PROBLEM TO SOLVE: Write down, unchanged, the entries from the first line through the line holding "pub fn get(&self, id: JobId)". Include no other line.

Start of Block

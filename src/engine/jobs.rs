// src/engine/jobs.rs

//! Active-jobs table.

use std::collections::{BTreeMap, HashMap};

use crate::config::ScriptDescriptor;
use crate::engine::{Elevation, JobStatus};
use crate::types::{JobId, TabId};

/// One launch of a script.
#[derive(Debug, Clone)]
pub struct Job {
    pub id: JobId,
    pub script: ScriptDescriptor,
    pub tab: TabId,
    pub status: JobStatus,
    /// Held until the job is dispatched, then dropped.
    pub elevation: Elevation,
    pub pid: Option<u32>,
    /// A cancel request has been sent to the worker.
    pub cancelling: bool,
}

/// Jobs that have not reached a terminal state, plus the terminal status of
/// every job removed this session.
#[derive(Debug, Default)]
pub struct JobTable {
    active: BTreeMap<JobId, Job>,
    finished: HashMap<JobId, JobStatus>,
    next_id: u64,
}

impl JobTable {
    pub fn new() -> Self {
        Self {
            next_id: 1,
            ..Self::default()
        }
    }

    pub fn allocate_id(&mut self) -> JobId {
        let id = JobId(self.next_id.max(1));
        self.next_id = id.0 + 1;
        id
    }

    pub fn insert(&mut self, job: Job) {
        self.active.insert(job.id, job);
    }

    pub fn get(&self, id: JobId) -> Option<&Job> {
        self.active.get(&id)
    }

    pub fn get_mut(&mut self, id: JobId) -> Option<&mut Job> {
        self.active.get_mut(&id)
    }

    /// Remove an active job, remembering its terminal status.
    pub fn retire(&mut self, id: JobId, status: JobStatus) -> Option<Job> {
        let mut job = self.active.remove(&id)?;
        job.status = status;
        job.elevation = Elevation::None;
        self.finished.insert(id, status);
        Some(job)
    }

    pub fn status(&self, id: JobId) -> Option<JobStatus> {
        self.active
            .get(&id)
            .map(|j| j.status)
            .or_else(|| self.finished.get(&id).copied())
    }

    pub fn active(&self) -> impl Iterator<Item = &Job> {
        self.active.values()
    }

    pub fn active_count(&self) -> usize {
        self.active.len()
    }

    pub fn running_count(&self) -> usize {
        self.active
            .values()
            .filter(|j| j.status == JobStatus::Running)
            .count()
    }

    pub fn is_empty(&self) -> bool {
        self.active.is_empty()
    }

    /// The live job for a script path, if any.
    pub fn live_for_script(&self, path: &str) -> Option<&Job> {
        self.active.values().find(|j| j.script.path == path)
    }

    pub fn finished_statuses(&self) -> impl Iterator<Item = (JobId, JobStatus)> + '_ {
        self.finished.iter().map(|(id, s)| (*id, *s))
    }
}
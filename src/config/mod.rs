// src/config/mod.rs

//! Configuration loading.
//!
//! - [`model`] holds the raw serde types and the validated types.
//! - [`validate`] turns raw types into validated ones.
//! - [`loader`] reads files and resolves the application root.

pub mod loader;
pub mod model;
pub mod validate;

pub use loader::{load_app_config, load_scripts, load_settings, resolve_app_root};
pub use model::{
    AppConfig, RawScriptDescriptor, RawSettingsFile, RunnerSection, RunnerSettings,
    ScriptDescriptor,
};
pub use validate::validate_scripts;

End of Block

TASK RESULT:
filename src/engine/jobs.rs
// src/engine/jobs.rs

//! Active-jobs table.

use std::collections::{BTreeMap, HashMap};

use crate::config::ScriptDescriptor;
use crate::engine::{Elevation, JobStatus};
use crate::types::{JobId, TabId};

/// One launch of a script.
#[derive(Debug, Clone)]
pub struct Job {
    pub id: JobId,
    pub script: ScriptDescriptor,
    pub tab: TabId,
    pub status: JobStatus,
    /// Held until the job is dispatched, then dropped.
    pub elevation: Elevation,
    pub pid: Option<u32>,
    /// A cancel request has been sent to the worker.
    pub cancelling: bool,
}

/// Jobs that have not reached a terminal state, plus the terminal status of
/// every job removed this session.
#[derive(Debug, Default)]
pub struct JobTable {
    active: BTreeMap<JobId, Job>,
    finished: HashMap<JobId, JobStatus>,
    next_id: u64,
}

impl JobTable {
    pub fn new() -> Self {
        Self {
            next_id: 1,
            ..Self::default()
        }
    }

    pub fn allocate_id(&mut self) -> JobId {
        let id = JobId(self.next_id.max(1));
        self.next_id = id.0 + 1;
        id
    }

    pub fn insert(&mut self, job: Job) {
        self.active.insert(job.id, job);
    }

    pub fn get(&self, id: JobId) -> Option<&Job> {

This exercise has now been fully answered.